Paul Spiegelman, the Chief Culture Officer of Stericycle and The Founder of BerylHealth describes how caring is integrated into his company's work culture:
"We care about our employees in the totality of their lives. They take Beryl home with them and they bring what's at home to Beryl. Having an ingrained culture of caring translates directly into every interaction a member of the Beryl family has."

Beryl's four step methodology for caring about their employees is a great guide for other companies to follow:
1. Create a process to know what's going on with your staff.
2. Acknowledge your people offline.
3. Be sensitive.
4. Let your employees loose.

You can read Paul Spiegelman's full blog post on Beryl's caring practices here.  

There is a "dark side" to caring for employees and creating a caring work environment. A liability.

We now know what is important to our employees, because we have listened to them, cared for them, asked them what we could do for them at the workplace to help make their lives better. Next comes the hardest part. Doing the work. If we make our employees believe that we care, that their thoughts and values matter, but we do not act on their inputs, then we may lose their trust forever. Our employees will feel even less motivated, their work will suffer as a result, and they will likely leave the company at first opportunity.

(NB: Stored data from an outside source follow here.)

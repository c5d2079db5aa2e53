//! Persistence backends for build documents.
//!
//! [`MemoryStore`] backs tests and ephemeral sessions; [`FileStore`] keeps
//! one pretty-printed JSON file per build under a data directory. The web
//! client provides its own `localStorage` backend against the same
//! [`crate::BuildStore`] trait.

use std::cell::RefCell;
use std::collections::BTreeMap;
use std::convert::Infallible;
use std::rc::Rc;

use crate::BuildStore;
use crate::document::BuildDocument;

/// Errors from the native file-backed store.
#[derive(Debug, thiserror::Error)]
pub enum StoreError {
    #[error("store I/O failed: {0}")]
    Io(#[from] std::io::Error),
    #[error("build document is not valid JSON: {0}")]
    Serde(#[from] serde_json::Error),
    #[error("{0}")]
    Backend(String),
}

/// In-memory store, shared by cheap clone.
#[derive(Debug, Clone, Default)]
pub struct MemoryStore {
    builds: Rc<RefCell<BTreeMap<String, BuildDocument>>>,
}

impl MemoryStore {
    #[must_use]
    pub fn new() -> Self {
        Self::default()
    }
}

impl BuildStore for MemoryStore {
    type Error = Infallible;

    fn save(&self, name: &str, doc: &BuildDocument) -> Result<(), Self::Error> {
        self.builds
            .borrow_mut()
            .insert(name.to_string(), doc.clone());
        Ok(())
    }

    fn load(&self, name: &str) -> Result<Option<BuildDocument>, Self::Error> {
        Ok(self.builds.borrow().get(name).cloned())
    }

    fn list(&self) -> Result<Vec<String>, Self::Error> {
        Ok(self.builds.borrow().keys().cloned().collect())
    }

    fn delete(&self, name: &str) -> Result<(), Self::Error> {
        self.builds.borrow_mut().remove(name);
        Ok(())
    }
}

#[cfg(not(target_arch = "wasm32"))]
pub use native::FileStore;

#[cfg(not(target_arch = "wasm32"))]
mod native {
    use std::fs;
    use std::io::ErrorKind;
    use std::path::{Path, PathBuf};

    use super::StoreError;
    use crate::BuildStore;
    use crate::document::BuildDocument;

    /// One JSON file per build under a single directory. File names are a
    /// sanitized form of the build name; the sanitized name is the store
    /// key, so `list` and `load` agree with what `save` wrote.
    #[derive(Debug, Clone)]
    pub struct FileStore {
        dir: PathBuf,
    }

    /// Restrict file names to a portable character set.
    fn sanitize(name: &str) -> String {
        name.trim()
            .chars()
            .map(|c| {
                if c.is_alphanumeric() || c == ' ' || c == '-' || c == '_' {
                    c
                } else {
                    '_'
                }
            })
            .collect()
    }

    impl FileStore {
        #[must_use]
        pub fn new(dir: impl Into<PathBuf>) -> Self {
            Self { dir: dir.into() }
        }

        #[must_use]
        pub fn dir(&self) -> &Path {
            &self.dir
        }

        fn path_for(&self, name: &str) -> Result<PathBuf, StoreError> {
            let stem = sanitize(name);
            if stem.is_empty() {
                return Err(StoreError::Backend(format!(
                    "build name '{name}' has no usable characters"
                )));
            }
            Ok(self.dir.join(format!("{stem}.json")))
        }
    }

    impl BuildStore for FileStore {
        type Error = StoreError;

        fn save(&self, name: &str, doc: &BuildDocument) -> Result<(), Self::Error> {
            let path = self.path_for(name)?;
            fs::create_dir_all(&self.dir)?;
            let json = doc.to_json_pretty()?;
            fs::write(&path, json)?;
            log::info!("saved build '{name}' to {}", path.display());
            Ok(())
        }

        fn load(&self, name: &str) -> Result<Option<BuildDocument>, Self::Error> {
            let path = self.path_for(name)?;
            let json = match fs::read_to_string(&path) {
                Ok(json) => json,
                Err(e) if e.kind() == ErrorKind::NotFound => return Ok(None),
                Err(e) => return Err(e.into()),
            };
            Ok(Some(BuildDocument::from_json(&json)?))
        }

        fn list(&self) -> Result<Vec<String>, Self::Error> {
            let entries = match fs::read_dir(&self.dir) {
                Ok(entries) => entries,
                Err(e) if e.kind() == ErrorKind::NotFound => return Ok(Vec::new()),
                Err(e) => return Err(e.into()),
            };
            let mut names = Vec::new();
            for entry in entries {
                let path = entry?.path();
                if path.extension().is_some_and(|ext| ext == "json") {
                    if let Some(stem) = path.file_stem().and_then(|s| s.to_str()) {
                        names.push(stem.to_string());
                    }
                }
            }
            names.sort();
            Ok(names)
        }

        fn delete(&self, name: &str) -> Result<(), Self::Error> {
            let path = self.path_for(name)?;
            match fs::remove_file(&path) {
                Ok(()) => Ok(()),
                Err(e) if e.kind() == ErrorKind::NotFound => Ok(()),
                Err(e) => Err(e.into()),
            }
        }
    }

    #[cfg(test)]
    mod tests {
        use super::*;

        fn temp_dir(tag: &str) -> PathBuf {
            let dir = std::env::temp_dir().join(format!(
                "aaforge-store-{tag}-{}",
                std::process::id()
            ));
            let _ = fs::remove_dir_all(&dir);
            dir
        }

        #[test]
        fn save_load_list_delete_round_trip() {
            let dir = temp_dir("roundtrip");
            let store = FileStore::new(&dir);

            assert!(store.list().unwrap().is_empty());
            assert!(store.load("Raid Monk").unwrap().is_none());

            let mut doc = BuildDocument::default();
            doc.name = "Raid Monk".to_string();
            store.save("Raid Monk", &doc).unwrap();

            assert_eq!(store.list().unwrap(), vec!["Raid Monk".to_string()]);
            let loaded = store.load("Raid Monk").unwrap().unwrap();
            assert_eq!(loaded.name, "Raid Monk");

            store.delete("Raid Monk").unwrap();
            assert!(store.load("Raid Monk").unwrap().is_none());
            // Deleting again stays quiet.
            store.delete("Raid Monk").unwrap();

            let _ = fs::remove_dir_all(&dir);
        }

        #[test]
        fn names_are_sanitized_consistently() {
            let dir = temp_dir("sanitize");
            let store = FileStore::new(&dir);

            let doc = BuildDocument::default();
            store.save("war/../rior: alt", &doc).unwrap();
            // Path separators never escape the store directory.
            assert_eq!(store.list().unwrap(), vec!["war____rior_ alt".to_string()]);
            assert!(store.load("war/../rior: alt").unwrap().is_some());

            let _ = fs::remove_dir_all(&dir);
        }

        #[test]
        fn unusable_names_are_rejected() {
            let dir = temp_dir("empty-name");
            let store = FileStore::new(&dir);
            let doc = BuildDocument::default();
            assert!(matches!(
                store.save("   ", &doc),
                Err(StoreError::Backend(_))
            ));
        }
    }
}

Not doing what we know needs to be done is an abrogation of responsibility. It may be that we do not truly want to know what works, because then we will have to get out of our comfort zone, reject the old ideas and prejudiced ways of doing business. We will need to abandon the "extractive mentality" ('sit down, shut up, and do what I say,' or alternatively, 'you should just be glad you have a job'). We will need to work on creating a sustainable, compassionate approach to the human beings that work for and with us.

We need to understand our "baseline" approach to valuing others. Are we comfortable with creating an inclusive, regardful atmosphere at work, one that listens first, asks questions, is thoughtful, and then responds? Or do we fire first and aim later, like so many others who ignore servant leadership?  

We may have some excuse to not changing out ways. We may be hijacked by our own limbic system, which can become an embarrassment to us and a liability to our shareholders.

Our limbic system governs our motivations, addictions, and engagement with the world. It also lights up on functional MRIs when romantic love is involved. On the down side, our limbic system is also home to prejudice, bias, and preconceived notions about all people, and specific races, genders, ethnicities, etc. 

Future posts on caring will present challenges that will help replace the erroneous reactive 'we' with a thoughtful, more caring 'we' through the use of values centric, clear conscious thought.

Let us resolve to break out of the old habits together to create thoughtful, mindful, respectful, and regardful work environment.

The above excerpt is borrowed from the upcoming book by Dr. David Paul and Val Dobrushkin: "Tapping into the Future Want:  How Caring for Your Customers, Employees, and Other Living Things Is a Strategic Imperative."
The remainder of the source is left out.